I'm not sure what else to include..

But this thing sure has me PUZZLED.. I have ran FreeBSD for years, but only RECENTLY has this issue cropped up on the last 2 hosts...

ANY help would be appreciated!

-DjZ-
 
hi again,

sorry if I sound "stand-off"ish (I can't really word inflections very well in a forum hehe), but, I'm finding it hard to believe that no-one, in this forum, hasn't any response or suggestion about this issue, as I would think its a VERY important issue being that if FreeBSD can actually process that many connections or not.

this may be a huge BUG in FreeBSD!

I have used FreeBSD for years and its my *nix OS of choice over Linux or whatnot for its robustness and its ability to handle said connections.. but this latest test really makes it FALL FLAT on its FACE! :(

Or, perhaps, when the moderators edited and then moved this post to its proper forum (to that Moderator: thanks for fixing the post), perhaps they forgot to set the "new post" flag on my message and, therefore, it has not been noticed or its been, simply, routed to a dead forum. :(

-DjZ-
:( :(
 
Maybe a few details would help... I ran 7.4-STABLE until last month, and never had problems like that, but I never ran Icecast, IRC, or eggdrop services.

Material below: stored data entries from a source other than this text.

//! Message identifiers.
//!
//! Ids below 0x80 are commands sent to the receiver; 0x80 and above are
//! responses and telemetry emitted by it.

use std::fmt;

/// One-byte message identifier, the first byte of every frame body.
#[derive(Debug, Clone, Copy, PartialEq, Eq, Hash, PartialOrd, Ord)]
pub struct MessageId(pub u8);

impl MessageId {
    /// Restart the receiver.
    pub const SYSTEM_RESTART: MessageId = MessageId(0x01);
    /// Ask for the software version.
    pub const QUERY_SOFTWARE_VERSION: MessageId = MessageId(0x02);
    /// Ask for the software CRC.
    pub const QUERY_SOFTWARE_CRC: MessageId = MessageId(0x03);
    /// Ask for the position update rate.
    pub const QUERY_POSITION_RATE: MessageId = MessageId(0x10);
    /// Ask for the power mode.
    pub const QUERY_POWER_MODE: MessageId = MessageId(0x15);
    /// Ask for ephemeris data.
    pub const GET_EPHEMERIS: MessageId = MessageId(0x30);

    pub const SOFTWARE_VERSION: MessageId = MessageId(0x80);
    pub const SOFTWARE_CRC: MessageId = MessageId(0x81);
    /// Positive acknowledgement; payload byte 0 is the acknowledged id.
    pub const ACK: MessageId = MessageId(0x83);
    /// Negative acknowledgement; payload byte 0 is the rejected id.
    pub const NACK: MessageId = MessageId(0x84);
    pub const POSITION_RATE: MessageId = MessageId(0x86);
    /// Navigation solution telemetry.
    pub const NAV_DATA: MessageId = MessageId(0xA8);
    pub const EPHEMERIS_DATA: MessageId = MessageId(0xB1);
    pub const POWER_MODE: MessageId = MessageId(0xB9);

    /// Returns a human-readable name for the id.
    pub fn name(self) -> &'static str {
        match self {
            Self::SYSTEM_RESTART => "SYSTEM_RESTART",
            Self::QUERY_SOFTWARE_VERSION => "QUERY_SOFTWARE_VERSION",
            Self::QUERY_SOFTWARE_CRC => "QUERY_SOFTWARE_CRC",
            Self::QUERY_POSITION_RATE => "QUERY_POSITION_RATE",
            Self::QUERY_POWER_MODE => "QUERY_POWER_MODE",
            Self::GET_EPHEMERIS => "GET_EPHEMERIS",
            Self::SOFTWARE_VERSION => "SOFTWARE_VERSION",
            Self::SOFTWARE_CRC => "SOFTWARE_CRC",
            Self::ACK => "ACK",
            Self::NACK => "NACK",
            Self::POSITION_RATE => "POSITION_RATE",
            Self::NAV_DATA => "NAV_DATA",
            Self::EPHEMERIS_DATA => "EPHEMERIS_DATA",
            Self::POWER_MODE => "POWER_MODE",
            MessageId(id) if id < 0x80 => "COMMAND",
            _ => "RESPONSE",
        }
    }

    /// Returns true for ACK and NACK.
    pub fn is_acknowledgement(self) -> bool {
        self == Self::ACK || self == Self::NACK
    }
}

impl From<u8> for MessageId {
    fn from(id: u8) -> Self {
        MessageId(id)
    }
}

impl From<MessageId> for u8 {
    fn from(id: MessageId) -> Self {
        id.0
    }
}

impl fmt::Display for MessageId {
    fn fmt(&self, f: &mut fmt::Formatter<'_>) -> fmt::Result {
        write!(f, "{:#04x}", self.0)
    }
}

Is the system running on real hardware, or is it a virtual machine? Details might help somebody spot something. Motherboard? Disk? Swap? NICs?

Is it really 7.4-RELEASE, or is it patched with freebsd-update? I guess it doesn't have the bug fixes from 7.4-STABLE?

What are you planning to do after February 28, 2013 when FreeBSD-7.x goes EOL?
 
hi!

and thanks for the replies!




I tried to be as detailed as I could without writing a book hehe

its a dedicated machine with real hardware, not virtual..

Wblock@:

I will try (again) to run it with sysctl.conf completely commented out..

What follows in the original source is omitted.